Let’s start with R1, which reads:

R1. Each Responsible Entity shall develop one or more documented supply chain cyber security risk management plan(s) for high and medium impact BES Cyber Systems. The plan(s) shall include:

Of course, this is very different from almost all of the other CIP requirements, which require the entity to put in place specific security controls – configuration management, patch management, personnel risk assessments, etc. R1 requires the entity to develop a plan, period. Sure, the plan will need to include certain items to be listed later, but those items aren’t themselves the point of the requirement; the plan is. This isn’t new; there are two currently-enforced CIP requirements that are written in exactly the same way: CIP-003-6 R2 and CIP-010-2 R4. These are also plan-based requirements.[i]

And what is the purpose of the plan required in CIP 13 R1? It is “supply chain cyber security risk management”. In the first post in this series, I already emphasized the fact that the purpose of CIP 13 is risk management, not implementation of particular controls – so the fact that R1.2 lists six particular controls that need to be in place shouldn’t be taken to mean that your plan just needs to address these controls. Your plan needs to address the mitigation of supply chain cyber security risk in general, which is a much broader topic than these six controls.

Let’s continue with the two parts of R1. R1.1 reads:

1.1. One or more process(es) used in planning for the procurement of BES Cyber Systems to identify and assess cyber security risk(s) to the Bulk Electric System from vendor products or services resulting from: (i) procuring and installing vendor equipment and software; and (ii) transitions from one vendor(s) to another vendor(s).
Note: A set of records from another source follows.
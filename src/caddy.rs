//! Caddy reverse-proxy configuration.
//!
//! Config files are composed as nested [`ConfigBlock`] lists and rendered
//! with 8-column indentation. The renderer only tracks braces; it does not
//! validate Caddyfile grammar.

use crate::config::{OperatorConfig, ProxyConfig};
use crate::desired::VirtualHost;
use crate::scripts;

/// Indentation step
pub const INDENT: usize = 8;

/// Directory on the host mounted into the proxy container as `/etc/caddy`
pub const CADDY_DIR: &str = "/root/caddy";

/// One element of a config file
#[derive(Debug, Clone, PartialEq, Eq)]
pub enum ConfigBlock {
    Line(String),
    Block(Vec<ConfigBlock>),
}

/// Shorthand for [`ConfigBlock::Line`]
pub fn line(text: impl Into<String>) -> ConfigBlock {
    ConfigBlock::Line(text.into())
}

/// Render `blocks` starting at `indent` columns.
///
/// A line ending in `{` indents the following lines one step until a line
/// consisting solely of `}`. A nested block renders at
/// `indent + INDENT * max(open braces, 1)`.
pub fn render(blocks: &[ConfigBlock], indent: usize) -> String {
    let mut out = Vec::new();
    render_into(blocks, indent, &mut out);
    out.join("\n")
}

fn render_into(blocks: &[ConfigBlock], indent: usize, out: &mut Vec<String>) {
    let mut depth = 0usize;
    for block in blocks {
        match block {
            ConfigBlock::Line(text) => {
                let trimmed = text.trim();
                if trimmed == "}" {
                    depth = depth.saturating_sub(1);
                }
                out.push(format!("{}{}", " ".repeat(indent + INDENT * depth), trimmed));
                if trimmed.ends_with('{') {
                    depth += 1;
                }
            }
            ConfigBlock::Block(inner) => {
                render_into(inner, indent + INDENT * depth.max(1), out);
            }
        }
    }
}

/// Global Caddyfile: ACME email, the `auth_protect` snippet and site imports.
pub fn global_config(operator: &OperatorConfig, proxy: &ProxyConfig) -> Vec<ConfigBlock> {
    let mut blocks = Vec::new();
    if !operator.email.is_empty() {
        blocks.extend([
            line("{"),
            line(format!("email {}", operator.email)),
            line("}"),
        ]);
    }
    blocks.extend([
        line("(auth_protect) {"),
        ConfigBlock::Block(vec![
            line("route {"),
            ConfigBlock::Block(vec![
                line(format!("forward_auth {} {{", proxy.forward_auth)),
                ConfigBlock::Block(vec![
                    line(format!("uri {}", proxy.login_uri)),
                    line("copy_headers Remote-User Remote-Email Remote-Name"),
                ]),
                line("}"),
            ]),
            line("}"),
        ]),
        line("}"),
        line("import sites/*"),
    ]);
    blocks
}

/// Site block for one virtual host.
pub fn site_config(vhost: &VirtualHost) -> Vec<ConfigBlock> {
    let mut blocks = vec![line(format!("{} {{", vhost.host))];
    if vhost.locked {
        blocks.push(line("import auth_protect"));
    }
    blocks.push(ConfigBlock::Block(vec![line(format!(
        "reverse_proxy {}:{}",
        vhost.container, vhost.port
    ))]));
    blocks.push(line("}"));
    blocks
}

pub fn site_path(vhost: &VirtualHost) -> String {
    format!("{CADDY_DIR}/sites/{}.caddy", vhost.host)
}

/// Commands that write the global Caddyfile and (re)start the proxy.
pub fn install_commands(operator: &OperatorConfig, proxy: &ProxyConfig) -> Vec<String> {
    let caddyfile = render(&global_config(operator, proxy), 0);
    vec![
        format!("mkdir -p {CADDY_DIR}/sites"),
        scripts::write_file(&format!("{CADDY_DIR}/Caddyfile"), &caddyfile),
        format!(
            "docker network inspect {net} >/dev/null 2>&1 || docker network create {net}",
            net = proxy.network
        ),
        format!(
            "docker rm -f caddy >/dev/null 2>&1; docker run -d --name caddy --restart always \
--network {} -p 80:80 -p 443:443 -v {CADDY_DIR}:/etc/caddy -v caddy_data:/data {}",
            proxy.network, proxy.image
        ),
    ]
}

/// Commands that write every site file, then format and reload once.
pub fn vhost_commands(vhosts: &[VirtualHost]) -> Vec<String> {
    let mut commands: Vec<String> = vhosts
        .iter()
        .map(|vhost| scripts::write_file(&site_path(vhost), &render(&site_config(vhost), 0)))
        .collect();
    commands.push("docker exec caddy caddy fmt --overwrite /etc/caddy/Caddyfile".to_string());
    commands.push("docker exec caddy caddy reload --config /etc/caddy/Caddyfile".to_string());
    commands
}

#[cfg(test)]
mod tests {
    use super::*;

    fn operator() -> OperatorConfig {
        OperatorConfig {
            id: "alice".into(),
            email: "alice@example.com".into(),
        }
    }

    fn vhost(locked: bool) -> VirtualHost {
        VirtualHost {
            host: "app.example.com".into(),
            container: "ddev-app-web".into(),
            port: 80,
            locked,
        }
    }

    /// Depth of every rendered line recomputed from braces alone.
    fn brace_depths(text: &str) -> Vec<(usize, usize)> {
        let mut depth = 0usize;
        text.lines()
            .map(|l| {
                let trimmed = l.trim();
                if trimmed == "}" {
                    depth -= 1;
                }
                let leading = l.len() - l.trim_start().len();
                let entry = (leading / INDENT, depth);
                if trimmed.ends_with('{') {
                    depth += 1;
                }
                entry
            })
            .collect()
    }

    #[test]
    fn test_render_global_config() {
        let rendered = render(&global_config(&operator(), &ProxyConfig::default()), 0);
        let expected = "\
{
        email alice@example.com
}
(auth_protect) {
        route {
                forward_auth https://www.devboxui.com {
                        uri /user/login?destination=vhost-auth
                        copy_headers Remote-User Remote-Email Remote-Name
                }
        }
}
import sites/*";
        assert_eq!(rendered, expected);
    }

    #[test]
    fn test_nesting_round_trip() {
        let rendered = render(&global_config(&operator(), &ProxyConfig::default()), 0);
        for (indent_level, depth) in brace_depths(&rendered) {
            assert_eq!(indent_level, depth);
        }

        let site = render(&site_config(&vhost(true)), 0);
        for (indent_level, depth) in brace_depths(&site) {
            assert_eq!(indent_level, depth);
        }
    }

    #[test]
    fn test_site_config() {
        assert_eq!(
            render(&site_config(&vhost(true)), 0),
            "app.example.com {\n        import auth_protect\n        reverse_proxy ddev-app-web:80\n}"
        );
        assert_eq!(
            render(&site_config(&vhost(false)), 0),
            "app.example.com {\n        reverse_proxy ddev-app-web:80\n}"
        );
    }

    #[test]
    fn test_nested_block_without_open_brace() {
        let blocks = vec![line("a"), ConfigBlock::Block(vec![line("b")]), line("c")];
        assert_eq!(render(&blocks, 2), "  a\n          b\n  c");
    }

    #[test]
    fn test_commands() {
        let install = install_commands(&operator(), &ProxyConfig::default());
        assert_eq!(install[0], "mkdir -p /root/caddy/sites");
        assert!(install[1].starts_with("cat <<'DEVBOX_EOF' > /root/caddy/Caddyfile\n{\n"));
        assert!(install[3].contains("--network ddev_default"));
        assert!(install[3].ends_with("caddy:2"));

        let sync = vhost_commands(&[vhost(false)]);
        assert_eq!(sync.len(), 3);
        assert!(sync[0].contains("> /root/caddy/sites/app.example.com.caddy"));
        assert!(sync[2].contains("caddy reload"));
    }
}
Note that this is pretty curious wording. R1 left off with the words “The plans shall include:” This means that 1.1 should lay out something that must be included in the plan. Instead, 1.1 requires “one or more processes used in planning for the procurement of BES Cyber Systems to…” What does this mean? Concatenating these words with the end of R1 leads to:

“The plan shall include one or more processes used in planning for the procurement…”

Why should a plan include “processes used in planning”? This means that the plan should be for developing further plans. A plan should be for taking particular steps to achieve a particular goal, not for simply developing more plans. Wouldn’t it be simpler just to say the plan should include identification and assessment of cyber security risks to the BES from the two areas of risk listed? Why does there need to be this intermediate step of having “One or more process(es) used in planning…”?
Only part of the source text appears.